During the past few months, Beijing has played on these concerns, suggesting more than once that China might close its market to the firms of any country that "meddles" in what Beijing sees as its own internal affairs.

But this latest statement linking Xinjiang and Hong Kong represents a significant hardening of Beijing's position. Moreover, it contains two additional and even more disturbing messages.

On the one hand, Beijing is clearly announcing that it will continue its crackdown in Xinjiang.
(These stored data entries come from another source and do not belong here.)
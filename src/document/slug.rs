/// Turns a title into an anchor-safe id
///
/// Lowercases, drops everything but letters, digits, whitespace and hyphens,
/// then collapses whitespace/hyphen runs into one hyphen. Non-ASCII letters
/// are kept as they are.
///
/// # Example
///
/// ```
/// use guide_scraper::document::slugify;
///
/// assert_eq!(slugify("Guide - Chapter 1"), "guide-chapter-1");
/// assert_eq!(slugify("Section (Intro)"), "section-intro");
/// ```
pub fn slugify(title: &str) -> String {
    let mut slug = String::with_capacity(title.len());
    let mut pending_hyphen = false;

    for c in title.to_lowercase().chars() {
        if c.is_alphanumeric() {
            if pending_hyphen && !slug.is_empty() {
                slug.push('-');
            }
            pending_hyphen = false;
            slug.push(c);
        } else if c.is_whitespace() || c == '-' {
            pending_hyphen = true;
        }
    }

    slug
}
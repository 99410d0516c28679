//! Accumulates crawled pages and organizes them into a [`Document`]

use super::slug::slugify;
use super::structure::{build_chapters, chapter_toc};
use super::types::{Chapter, Document, PageTitleInfo, TocEntry, DOCUMENT_TITLE_ID};
use crate::extract::{parse_page_title, ContentItem, PageContent};

/// Why a page was not accepted
#[derive(Debug, Clone, PartialEq, Eq)]
pub enum Rejection {
    MissingUrl,
    MissingTitle,
    DuplicateUrl,
}

/// Owns every page of one crawl
///
/// Pages stay sorted by page number after every insertion; ties keep
/// insertion order.
#[derive(Debug, Default)]
pub struct Aggregator {
    pages: Vec<PageContent>,
    title: String,
    source_url: String,
}

impl Aggregator {
    pub fn new() -> Self {
        Self::default()
    }

    /// Adds a page to the accumulated set
    ///
    /// The first accepted page fixes the document title and source URL.
    /// A page without a number gets `count + 1`.
    ///
    /// # Returns
    ///
    /// * `Ok(u32)` - The page number the page was stored under
    /// * `Err(Rejection)` - The page was ignored; nothing changed
    pub fn add_page(&mut self, mut page: PageContent) -> Result<u32, Rejection> {
        if page.url.trim().is_empty() {
            tracing::warn!("Ignoring page without URL");
            return Err(Rejection::MissingUrl);
        }
        if page.title.trim().is_empty() {
            tracing::warn!("Ignoring page without title: {}", page.url);
            return Err(Rejection::MissingTitle);
        }
        if self.contains(&page.url) {
            tracing::warn!("Page already added, skipping: {}", page.url);
            return Err(Rejection::DuplicateUrl);
        }

        if self.pages.is_empty() {
            self.title = page.title.clone();
            self.source_url = page.url.clone();
        }

        let page_number = match page.page_number {
            Some(n) => n,
            None => {
                let n = self.pages.len() as u32 + 1;
                page.page_number = Some(n);
                n
            }
        };

        tracing::info!("Added page {}: {}", page_number, page.title);
        self.pages.push(page);
        self.sort_pages();

        Ok(page_number)
    }

    pub fn contains(&self, url: &str) -> bool {
        self.pages.iter().any(|p| p.url == url)
    }

    pub fn pages(&self) -> &[PageContent] {
        &self.pages
    }

    pub fn len(&self) -> usize {
        self.pages.len()
    }

    pub fn is_empty(&self) -> bool {
        self.pages.is_empty()
    }

    /// Total image items across all pages
    pub fn image_count(&self) -> usize {
        self.pages
            .iter()
            .flat_map(|p| p.content.iter())
            .filter(|item| matches!(item, ContentItem::Image { .. }))
            .count()
    }

    fn sort_pages(&mut self) {
        // Vec::sort_by_key is stable
        self.pages.sort_by_key(|p| p.page_number.unwrap_or(0));
    }

    /// Builds the flat, single-chapter document
    ///
    /// All page content is concatenated in page order into one chapter named
    /// after the document. The table of contents lists the document title and
    /// one entry per "page N: title" marker found in the pages.
    pub fn organize(&mut self) -> Document {
        if self.pages.is_empty() {
            tracing::warn!("No pages to organize");
            return Document::empty();
        }

        self.sort_pages();
        let page_titles = self.page_titles();

        let chapter = Chapter {
            title: self.title.clone(),
            id: slugify(&self.title),
            content: self
                .pages
                .iter()
                .flat_map(|p| p.content.iter().cloned())
                .collect(),
            sections: Vec::new(),
        };

        let mut toc = vec![TocEntry::new(0, &self.title, DOCUMENT_TITLE_ID)];
        toc.extend(page_titles.iter().map(|info| TocEntry {
            page_number: Some(info.page_number),
            ..TocEntry::new(1, &info.full_title, &info.id)
        }));

        Document {
            title: self.title.clone(),
            source_url: self.source_url.clone(),
            chapters: vec![chapter],
            toc,
            page_titles,
        }
    }

    /// Builds a multi-chapter document by inferring structure from page titles
    ///
    /// See [`build_chapters`] for the grouping rules.
    pub fn organize_by_chapters(&mut self) -> Document {
        if self.pages.is_empty() {
            tracing::warn!("No pages to organize");
            return Document::empty();
        }

        self.sort_pages();
        let chapters = build_chapters(&self.pages);
        let toc = chapter_toc(&self.title, &chapters);

        tracing::info!("Organized {} pages into {} chapters", self.pages.len(), chapters.len());

        Document {
            title: self.title.clone(),
            source_url: self.source_url.clone(),
            chapters,
            toc,
            page_titles: self.page_titles(),
        }
    }

    /// First "page N: title" text of every page, sorted by N
    fn page_titles(&self) -> Vec<PageTitleInfo> {
        let mut titles: Vec<PageTitleInfo> = self
            .pages
            .iter()
            .filter_map(|page| {
                page.content.iter().find_map(|item| match item {
                    ContentItem::Text { value } => {
                        let (number, title) = parse_page_title(value)?;
                        Some(PageTitleInfo {
                            page_number: number,
                            id: slugify(&format!("page-{}-{}", number, title)),
                            title,
                            full_title: value.trim().to_string(),
                            url: page.url.clone(),
                        })
                    }
                    _ => None,
                })
            })
            .collect();

        titles.sort_by_key(|t| t.page_number);
        titles
    }
}
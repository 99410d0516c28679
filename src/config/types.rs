use serde::{Deserialize, Serialize};
use std::collections::BTreeMap;
use std::path::PathBuf;

/// Main configuration structure for Guide Scraper
///
/// Every section falls back to its defaults, so an empty file is a valid
/// configuration (the start URL can be supplied on the command line).
#[derive(Debug, Clone, Default, Deserialize, Serialize)]
#[serde(default)]
pub struct Config {
    pub crawl: CrawlConfig,
    pub http: HttpConfig,
    pub images: ImageConfig,
    pub output: OutputConfig,
}

/// Page-chain traversal behavior
#[derive(Debug, Clone, Deserialize, Serialize)]
#[serde(default)]
pub struct CrawlConfig {
    /// First page of the series
    #[serde(rename = "start-url", skip_serializing_if = "Option::is_none")]
    pub start_url: Option<String>,

    /// Stop after this many successfully processed pages (0 = no limit)
    #[serde(rename = "max-pages")]
    pub max_pages: u32,

    /// Page number assigned to the start URL
    #[serde(rename = "start-page")]
    pub start_page: u32,

    /// Keep following links after a page fails
    #[serde(rename = "continue-on-error")]
    pub continue_on_error: bool,
}

impl Default for CrawlConfig {
    fn default() -> Self {
        Self {
            start_url: None,
            max_pages: 0,
            start_page: 1,
            continue_on_error: true,
        }
    }
}

/// Page fetcher configuration
#[derive(Debug, Clone, Deserialize, Serialize)]
#[serde(default)]
pub struct HttpConfig {
    #[serde(rename = "user-agent")]
    pub user_agent: String,

    /// Minimum time between the end of one page request and the next (milliseconds)
    #[serde(rename = "delay-ms")]
    pub delay_ms: u64,

    /// Retries after the initial attempt for transient failures
    #[serde(rename = "max-retries")]
    pub max_retries: u32,

    /// Pause between retry attempts (milliseconds)
    #[serde(rename = "retry-delay-ms")]
    pub retry_delay_ms: u64,

    #[serde(rename = "timeout-secs")]
    pub timeout_secs: u64,

    /// Extra request headers, overriding the defaults
    pub headers: BTreeMap<String, String>,
}

impl Default for HttpConfig {
    fn default() -> Self {
        Self {
            user_agent: "GameGuideScraper/1.0".to_string(),
            delay_ms: 1000,
            max_retries: 3,
            retry_delay_ms: 2000,
            timeout_secs: 30,
            headers: BTreeMap::new(),
        }
    }
}

/// Image materializer configuration
#[derive(Debug, Clone, Deserialize, Serialize)]
#[serde(default)]
pub struct ImageConfig {
    pub download: bool,

    /// Image directory; defaults to `<output dir>/images`
    #[serde(skip_serializing_if = "Option::is_none")]
    pub dir: Option<String>,

    #[serde(rename = "delay-ms")]
    pub delay_ms: u64,

    #[serde(rename = "skip-existing")]
    pub skip_existing: bool,
}

impl Default for ImageConfig {
    fn default() -> Self {
        Self {
            download: true,
            dir: None,
            delay_ms: 500,
            skip_existing: true,
        }
    }
}

/// How aggregated pages are grouped into chapters
#[derive(Debug, Clone, Copy, Default, PartialEq, Eq, Deserialize, Serialize)]
#[serde(rename_all = "lowercase")]
pub enum Layout {
    /// One chapter holding every page, TOC entries per page title
    #[default]
    Flat,
    /// Chapters and sections inferred from page titles
    Chapters,
}

/// Output configuration
#[derive(Debug, Clone, Deserialize, Serialize)]
#[serde(default)]
pub struct OutputConfig {
    pub dir: String,

    pub file: String,

    pub layout: Layout,

    /// Append-only log file mirroring the console log
    #[serde(rename = "log-file", skip_serializing_if = "Option::is_none")]
    pub log_file: Option<String>,
}

impl Default for OutputConfig {
    fn default() -> Self {
        Self {
            dir: "output".to_string(),
            file: "guide.md".to_string(),
            layout: Layout::Flat,
            log_file: None,
        }
    }
}

impl Config {
    /// Path of the rendered document
    pub fn output_path(&self) -> PathBuf {
        PathBuf::from(&self.output.dir).join(&self.output.file)
    }

    /// Directory downloaded images are written to
    pub fn image_dir(&self) -> PathBuf {
        match &self.images.dir {
            Some(dir) => PathBuf::from(dir),
            None => PathBuf::from(&self.output.dir).join("images"),
        }
    }
}
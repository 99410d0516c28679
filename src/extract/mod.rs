//! Content extraction from fetched guide pages
//!
//! This module contains:
//! - The typed content model shared by the whole pipeline
//! - The HTML extractor (title resolution, block walking, image handling)
//! - The text noise filter and "page N: title" marker parsing

mod content;
pub mod filter;
mod parser;

pub use content::{ContentItem, Extracted, PageContent};
pub use filter::{page_marker_count, parse_page_title, should_filter_text};
pub use parser::{is_denylisted_image, strip_site_suffix, upgrade_thumbnail, Extractor, UNKNOWN_TITLE};
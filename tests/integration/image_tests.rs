//! Image materialization against a mock image host

use guide_scraper::config::ImageConfig;
use guide_scraper::images::{image_filename, ImageDownloader};
use guide_scraper::ContentItem;
use tempfile::TempDir;
use wiremock::matchers::{method, path};
use wiremock::{Mock, MockServer, ResponseTemplate};

fn create_test_config(skip_existing: bool) -> ImageConfig {
    ImageConfig {
        download: true,
        dir: None,
        delay_ms: 0,
        skip_existing,
    }
}

#[tokio::test]
async fn test_download_then_reuse() {
    let mock_server = MockServer::start().await;
    let png = vec![0x89, b'P', b'N', b'G', 1, 2, 3, 4];

    Mock::given(method("GET"))
        .and(path("/img/boss.png"))
        .respond_with(ResponseTemplate::new(200).set_body_bytes(png.clone()))
        .expect(1)
        .mount(&mock_server)
        .await;

    let dir = TempDir::new().unwrap();
    let image_dir = dir.path().join("images");
    let url = format!("{}/img/boss.png", mock_server.uri());

    let mut downloader =
        ImageDownloader::new(reqwest::Client::new(), &image_dir, &create_test_config(true));

    let mut first = vec![ContentItem::image(url.clone(), "boss")];
    let mapping = downloader.download_all(&mut first).await;

    let expected = image_dir.join(image_filename(&url));
    assert_eq!(mapping.get(&url), Some(&expected));
    assert_eq!(std::fs::read(&expected).unwrap(), png);
    assert_eq!(first[0].local_path(), Some(&expected));

    // Same URL again: served from disk, no second request
    let mut second = vec![ContentItem::image(url.clone(), "boss")];
    downloader.download_all(&mut second).await;

    let stats = downloader.stats();
    assert_eq!(stats.attempted, 2);
    assert_eq!(stats.downloaded, 1);
    assert_eq!(stats.skipped_existing, 1);
    assert_eq!(stats.failed, 0);
}

#[tokio::test]
async fn test_force_download_ignores_existing_file() {
    let mock_server = MockServer::start().await;

    Mock::given(method("GET"))
        .and(path("/img/map.jpg"))
        .respond_with(ResponseTemplate::new(200).set_body_bytes(b"fresh".to_vec()))
        .expect(1)
        .mount(&mock_server)
        .await;

    let dir = TempDir::new().unwrap();
    let url = format!("{}/img/map.jpg", mock_server.uri());
    let existing = dir.path().join(image_filename(&url));
    std::fs::write(&existing, b"stale").unwrap();

    let mut downloader =
        ImageDownloader::new(reqwest::Client::new(), dir.path(), &create_test_config(false));
    let mut items = vec![ContentItem::image(url, "map")];
    downloader.download_all(&mut items).await;

    assert_eq!(std::fs::read(&existing).unwrap(), b"fresh");
    assert_eq!(downloader.stats().downloaded, 1);
}

#[tokio::test]
async fn test_http_error_is_item_failure() {
    let mock_server = MockServer::start().await;

    Mock::given(method("GET"))
        .and(path("/img/gone.png"))
        .respond_with(ResponseTemplate::new(404))
        .mount(&mock_server)
        .await;

    let dir = TempDir::new().unwrap();
    let url = format!("{}/img/gone.png", mock_server.uri());

    let mut downloader =
        ImageDownloader::new(reqwest::Client::new(), dir.path(), &create_test_config(true));
    let mut items = vec![ContentItem::image(url.clone(), "")];
    let mapping = downloader.download_all(&mut items).await;

    assert!(mapping.is_empty());
    assert_eq!(items[0].local_path(), None);
    assert_eq!(downloader.stats().failed, 1);
    assert!(!dir.path().join(image_filename(&url)).exists());
}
And it will do so regardless of what anyone says.

The March 5 editorial underlined that by linking stability in Xinjiang to the successful holding of a Chinese Communist Party congress later in 1997, thus making stability there a "party obligation."

And on the other, the Chinese authorities are signalling what many in Hong Kong have feared but what few elsewhere have been prepared to acknowledge: Beijing is ready and perhaps eager to use harsh measures to impose its power in Hong Kong.

As in the past, China will likely behave as it sees fit in Xinjiang and in Hong Kong regardless of what Western governments or human rights groups say.

But Beijing's latest effort to block Western criticism suggests a new nervousness among some Chinese leaders about what they are doing or may be forced to do in the facing of increasing Muslim activism in Xinjiang.

And this nervousness in turn has led them to adopt a public position that could backfire if Western leaders recognize that Beijing's policies toward its ethnic minorities and that its intentions regarding Hong Kong are anything but benign.

Should that happen, at least some in the West might decide to deploy its trade weapon to make Beijing pay a price for continued violations of international standards of human rights.

And they might insist on further guarantees from Beijing before Britain hands control of Hong Kong back to China.

Given the West's past unwillingness to do more than criticize China on these issues, however, Beijing has clearly decided that its threats are worth making precisely because they are likely to work.